While I guess it is a little dodgy, I do place a lot of weight on how a book looks. Reading magick texts has, for me, been hampered by the fact that the covers are almost universally loathsome; becloaked sword-and-sorcery bongsmoking representations of the act. Uh - no? And given that I'm quite selfconscious, I feel that my books do reflect ME, to a certain degree. And, well, when I'm on the train or the bus or whatever, I don't want to be associated with the monster sitting atop a pile of severed heads, or whatever graces Lovecraft books these days, you know?

As for Penguin's plan - well, if they pursue some of the directions of their highly-covetable, smaller-sized reprints (I'm thinking particularly of the reprinted A Confederacy Of Dunces, as opposed to the dodgy version that's in the Modern Classics range)then it's good. But the ones on display are bad; it ruins the flow of hte art on the front. The way they are now (ie: framed with a piece of yellow around the edge, black copy box at the bottom) are good for me; perhaps I'd go with a matte cover of stronger stock, or slightly higher-grade paper (I always find longer penguin books get incredibly dog-eared very fast) but otherwise - what's the point? Unless they apply a whole new brief to each book (given their range, something they won't do), it's merely chopping about what's already there. Which isn't, in my view, necessary.

And yes, they do look more like WC or Everyman versions in this format. Bad.
 
 
Ethan Hawke
03:00 / 27.10.02
Penguin's makeover, the first since 1985, is more than cover-deep.
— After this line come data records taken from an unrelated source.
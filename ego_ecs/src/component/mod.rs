//! Utilities for *components* in ECS.

use std::any::Any;
use std::cell::{Ref, RefCell, RefMut};
use std::fmt;
use std::rc::Rc;

pub use manager::*;

mod manager;

/// Objects of this trait represent *component* of ECS.
pub trait Component: Any {}

impl<T> Component for T where T: Any {}

/// Shared handle of one component instance attached to an entity.
///
/// Identity of the component is stable while it stays attached:
/// all clones of the handle point to the same value.
///
pub struct ComponentRef<T>
where
    T: Component,
{
    inner: Rc<RefCell<T>>,
}

impl<T> ComponentRef<T>
where
    T: Component,
{
    pub(crate) fn new(component: T) -> Self {
        Self {
            inner: Rc::new(RefCell::new(component)),
        }
    }

    /// Immutably borrows the component.
    ///
    /// # Panics
    ///
    /// Panics if the component is currently mutably borrowed.
    ///
    pub fn borrow(&self) -> Ref<'_, T> {
        self.inner.borrow()
    }

    /// Mutably borrows the component.
    ///
    /// # Panics
    ///
    /// Panics if the component is currently borrowed.
    ///
    pub fn borrow_mut(&self) -> RefMut<'_, T> {
        self.inner.borrow_mut()
    }

    /// Returns `true` if both handles point to the same component instance.
    pub fn ptr_eq(&self, other: &Self) -> bool {
        Rc::ptr_eq(&self.inner, &other.inner)
    }
}

impl<T> Clone for ComponentRef<T>
where
    T: Component,
{
    fn clone(&self) -> Self {
        Self {
            inner: Rc::clone(&self.inner),
        }
    }
}

impl<T> fmt::Debug for ComponentRef<T>
where
    T: Component + fmt::Debug,
{
    fn fmt(&self, f: &mut fmt::Formatter<'_>) -> fmt::Result {
        match self.inner.try_borrow() {
            Ok(component) => f.debug_tuple("ComponentRef").field(&*component).finish(),
            Err(_) => f.write_str("ComponentRef(<borrowed>)"),
        }
    }
}
//! Host loop for systems of simple ECS.

pub use app::init;

pub mod app;
pub mod config;
pub mod error;
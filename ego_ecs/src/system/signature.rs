//! Utilities for signature of *systems* in ECS.

use std::any::{type_name, TypeId};
use std::rc::Rc;

use crate::{
    CapabilityMask, Component, ComponentAdded, ComponentDestroyed, ComponentRef, Entity,
    EntityHandle, EventChannel, Registry, Result, Subscription,
};

/// Callback invoked when a component of the signature was attached to the entity.
pub type AddedCallback = Rc<dyn Fn(&EntityHandle)>;

/// Callback invoked when a component of the signature was detached from the entity.
pub type DestroyedCallback = Rc<dyn Fn(Entity)>;

/// Signature of the *system* in ECS.
///
/// Describes which component types are handled by the system.
/// Implemented for tuples of 1 up to 12 component types.
///
pub trait Signature: 'static {
    /// Tuple of handles of components, one per type of the signature.
    type Refs: Clone + 'static;

    /// Array of [`TypeId`]s which represents set of types in this signature.
    fn type_ids() -> Box<[TypeId]>;

    /// Names of types in this signature, for diagnostics.
    fn component_names() -> Box<[&'static str]>;

    /// Mask with bits of all types of the signature and of the [`Managed`](crate::Managed) marker.
    ///
    /// # Errors
    ///
    /// An error is returned if any type of the signature was not registered.
    ///
    fn required_mask(registry: &Registry) -> Result<CapabilityMask>;

    /// Retrieves handles of all components of the signature from the entity.
    ///
    /// Returns `None` if any of them is not attached.
    ///
    fn fetch(entity: &EntityHandle) -> Option<Self::Refs>;

    /// Subscribes callbacks to attach and detach events of every type of the signature.
    fn subscribe(
        channel: &EventChannel,
        on_added: &AddedCallback,
        on_destroyed: &DestroyedCallback,
    ) -> Vec<Subscription>;
}

macro_rules! impl_signature {
    ($($name:ident),+) => {
        impl<$($name),+> Signature for ($($name,)+)
        where
            $($name: Component,)+
        {
            type Refs = ($(ComponentRef<$name>,)+);

            fn type_ids() -> Box<[TypeId]> {
                Box::from([$(TypeId::of::<$name>()),+])
            }

            fn component_names() -> Box<[&'static str]> {
                Box::from([$(type_name::<$name>()),+])
            }

            fn required_mask(registry: &Registry) -> Result<CapabilityMask> {
                let mut mask = registry.new_mask();
                mask.set(Registry::MANAGED_INDEX);
                $(mask.set(registry.require::<$name>()?);)+
                Ok(mask)
            }

            fn fetch(entity: &EntityHandle) -> Option<Self::Refs> {
                Some(($(entity.component::<$name>()?,)+))
            }

            fn subscribe(
                channel: &EventChannel,
                on_added: &AddedCallback,
                on_destroyed: &DestroyedCallback,
            ) -> Vec<Subscription> {
                let mut subscriptions = Vec::new();
                $(
                    let added = Rc::clone(on_added);
                    subscriptions.push(channel.subscribe(
                        move |event: &ComponentAdded<$name>| added(&event.entity),
                    ));
                    let destroyed = Rc::clone(on_destroyed);
                    subscriptions.push(channel.subscribe(
                        move |event: &ComponentDestroyed<$name>| destroyed(event.entity.id()),
                    ));
                )+
                subscriptions
            }
        }
    };
}

// Generate implementations of Signature for tuples up to 12 elements.
impl_signature!(A);
impl_signature!(A, B);
impl_signature!(A, B, C);
impl_signature!(A, B, C, D);
impl_signature!(A, B, C, D, E);
impl_signature!(A, B, C, D, E, F);
impl_signature!(A, B, C, D, E, F, G);
impl_signature!(A, B, C, D, E, F, G, H);
impl_signature!(A, B, C, D, E, F, G, H, I);
impl_signature!(A, B, C, D, E, F, G, H, I, J);
impl_signature!(A, B, C, D, E, F, G, H, I, J, K);
impl_signature!(A, B, C, D, E, F, G, H, I, J, K, L);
The new classics will be printed on non-yellowing paper in bigger type with wider margins. -from the Publisher's Weekly Article.

I've always found Penguin Classics less appealing because of the paper stock and type face, so anything that makes them more readable is in my mind a good thing. The most important thing, in fact.
 
 
The Falcon
14:17 / 28.10.02
My graphic designer pal (one of) is working for Penguin, but I can't seem to find any credits for the work.
 
 
sleazenation
14:57 / 28.10.02
Actually the fact that penguins re-branding exercise isn't MORE radical is the thing that disappoints me. An old masters style painting does not necessarily a great cover make. Its the kind of lazy thinking that lead to all SF books having lurid covers that failed to reflect any of the contents during the C20th

I was far more impressed with the rebranding effort one publisher (i think it was penguin, but can't be sure) made about four years ago - there was a fantastic CC TV style cover for 1984 and this cover for 3 men in a boat...



A cover that entirely sperates the book from the slightly twee image of its edwardian setting moving it instead towards a funny story about 3 blokes (and a dog) messing about in a boat... OK maybe i'm beginning to overstate my case here...
 
 
Kit-Cat Club
15:03 / 28.10.02
Yeah, that's Penguin, it's their 'Penguin Essentials' series. I loved those... interestingly, when I went for an interview there a few years back I said this to the human resources person, and she told me that the sales for those titles had increased five-fold as a result of the new covers (not sure this was true of Whisky Galore, I keep seeing it in remaindered shops). You can still get some of them.

They tried it again this summer with a selection of classics titles - Robinson Crusoe, The Woman in White, that sort of thing - I wonder if they came off as well... they were trade paperback size rather than mass market though, and I like the mass market size better in general.

I suppose the thing is that it costs less to bodge something together with the help of a picture library than it does to commission proper designers...
 
 
Kit-Cat Club
18:56 / 09.02.03
OK - these are out now (and three-for-two in Blackwell's, fact fans) and I have revised my previous, rather snotty, opinion. They're really rather nice - in fact the only thing that jars is the orange lettering, which is really jolly orange... and the paper is slightly better quality (though still not great), and they've been reset properly, and the rebranded covers *are* actually quite slick and can be told apart from the other series. But I still wish they had been slightly more adventurous with them.